# What the exercise asks
Please find all lines in the data that hold the string "source" and copy them.
***** Dataset extract *****
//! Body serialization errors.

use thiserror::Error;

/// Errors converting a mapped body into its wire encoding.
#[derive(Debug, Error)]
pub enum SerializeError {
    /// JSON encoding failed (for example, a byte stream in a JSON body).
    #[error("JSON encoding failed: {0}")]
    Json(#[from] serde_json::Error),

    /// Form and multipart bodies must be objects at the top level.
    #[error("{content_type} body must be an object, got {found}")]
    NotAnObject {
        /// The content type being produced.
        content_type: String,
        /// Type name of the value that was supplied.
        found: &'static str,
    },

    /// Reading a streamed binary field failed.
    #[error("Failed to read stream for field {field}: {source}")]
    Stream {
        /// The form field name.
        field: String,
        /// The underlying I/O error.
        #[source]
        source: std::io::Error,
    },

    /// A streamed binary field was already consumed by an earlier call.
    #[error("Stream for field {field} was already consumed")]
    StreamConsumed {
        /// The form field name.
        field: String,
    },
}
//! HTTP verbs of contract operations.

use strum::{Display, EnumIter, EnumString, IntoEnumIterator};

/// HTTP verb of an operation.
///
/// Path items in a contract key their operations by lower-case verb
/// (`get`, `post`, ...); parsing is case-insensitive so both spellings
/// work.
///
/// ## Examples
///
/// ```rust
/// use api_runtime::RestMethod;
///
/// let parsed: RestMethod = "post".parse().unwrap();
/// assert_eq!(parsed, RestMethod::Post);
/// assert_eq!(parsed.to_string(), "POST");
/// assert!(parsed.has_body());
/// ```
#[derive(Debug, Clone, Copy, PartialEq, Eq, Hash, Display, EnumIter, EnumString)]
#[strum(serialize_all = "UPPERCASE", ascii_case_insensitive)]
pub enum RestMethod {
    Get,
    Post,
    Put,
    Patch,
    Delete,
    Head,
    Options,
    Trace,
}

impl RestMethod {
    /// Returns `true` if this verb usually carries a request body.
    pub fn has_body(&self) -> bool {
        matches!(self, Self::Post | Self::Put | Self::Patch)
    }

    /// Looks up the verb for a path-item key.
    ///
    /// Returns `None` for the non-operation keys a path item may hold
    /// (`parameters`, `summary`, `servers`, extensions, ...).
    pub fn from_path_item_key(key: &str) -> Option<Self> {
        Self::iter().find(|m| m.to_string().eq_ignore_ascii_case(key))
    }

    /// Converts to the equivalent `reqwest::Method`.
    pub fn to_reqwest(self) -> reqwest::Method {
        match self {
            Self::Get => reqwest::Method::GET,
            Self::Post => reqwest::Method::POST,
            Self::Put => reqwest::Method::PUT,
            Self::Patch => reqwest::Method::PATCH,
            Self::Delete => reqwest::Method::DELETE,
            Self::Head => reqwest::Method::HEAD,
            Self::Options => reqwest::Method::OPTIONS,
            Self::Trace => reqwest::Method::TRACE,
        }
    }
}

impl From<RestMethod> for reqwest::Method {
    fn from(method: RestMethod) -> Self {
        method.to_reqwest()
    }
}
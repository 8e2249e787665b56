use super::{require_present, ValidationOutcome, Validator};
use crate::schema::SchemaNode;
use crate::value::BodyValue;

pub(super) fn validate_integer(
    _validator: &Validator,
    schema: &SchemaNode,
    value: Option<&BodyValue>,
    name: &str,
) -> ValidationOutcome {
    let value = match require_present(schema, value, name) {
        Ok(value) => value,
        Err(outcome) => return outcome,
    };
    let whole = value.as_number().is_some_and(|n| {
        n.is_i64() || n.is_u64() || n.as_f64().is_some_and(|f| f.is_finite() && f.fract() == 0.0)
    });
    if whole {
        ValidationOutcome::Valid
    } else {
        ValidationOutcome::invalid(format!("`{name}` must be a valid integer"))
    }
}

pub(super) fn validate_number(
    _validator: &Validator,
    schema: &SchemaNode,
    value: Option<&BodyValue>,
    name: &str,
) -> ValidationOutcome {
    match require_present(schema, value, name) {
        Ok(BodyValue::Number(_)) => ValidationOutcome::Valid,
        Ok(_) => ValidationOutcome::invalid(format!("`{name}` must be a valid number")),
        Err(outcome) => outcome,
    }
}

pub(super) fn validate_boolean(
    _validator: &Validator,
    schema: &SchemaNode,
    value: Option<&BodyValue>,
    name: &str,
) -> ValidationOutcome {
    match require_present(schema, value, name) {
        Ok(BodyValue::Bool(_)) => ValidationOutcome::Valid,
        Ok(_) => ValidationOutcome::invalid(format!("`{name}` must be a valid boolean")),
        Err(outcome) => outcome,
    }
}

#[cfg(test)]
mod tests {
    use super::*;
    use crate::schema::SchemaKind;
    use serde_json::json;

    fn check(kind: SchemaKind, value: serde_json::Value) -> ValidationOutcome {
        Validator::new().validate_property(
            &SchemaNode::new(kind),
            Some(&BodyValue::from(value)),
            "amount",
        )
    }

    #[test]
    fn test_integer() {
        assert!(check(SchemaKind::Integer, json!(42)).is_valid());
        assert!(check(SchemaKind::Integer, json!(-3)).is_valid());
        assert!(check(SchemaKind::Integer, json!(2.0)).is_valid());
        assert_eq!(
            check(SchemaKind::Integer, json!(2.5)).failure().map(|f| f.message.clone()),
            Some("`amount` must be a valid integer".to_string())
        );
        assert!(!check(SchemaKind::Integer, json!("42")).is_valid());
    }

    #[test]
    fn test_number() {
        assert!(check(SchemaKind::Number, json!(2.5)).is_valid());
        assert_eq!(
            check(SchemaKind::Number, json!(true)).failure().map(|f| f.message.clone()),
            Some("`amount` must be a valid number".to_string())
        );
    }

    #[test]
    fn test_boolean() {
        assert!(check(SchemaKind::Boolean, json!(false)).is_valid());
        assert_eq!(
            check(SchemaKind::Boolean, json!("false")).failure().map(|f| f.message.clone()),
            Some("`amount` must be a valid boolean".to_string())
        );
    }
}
*****
# Answer to this task
    #[error("Failed to read stream for field {field}: {source}")]
        #[source]
        source: std::io::Error,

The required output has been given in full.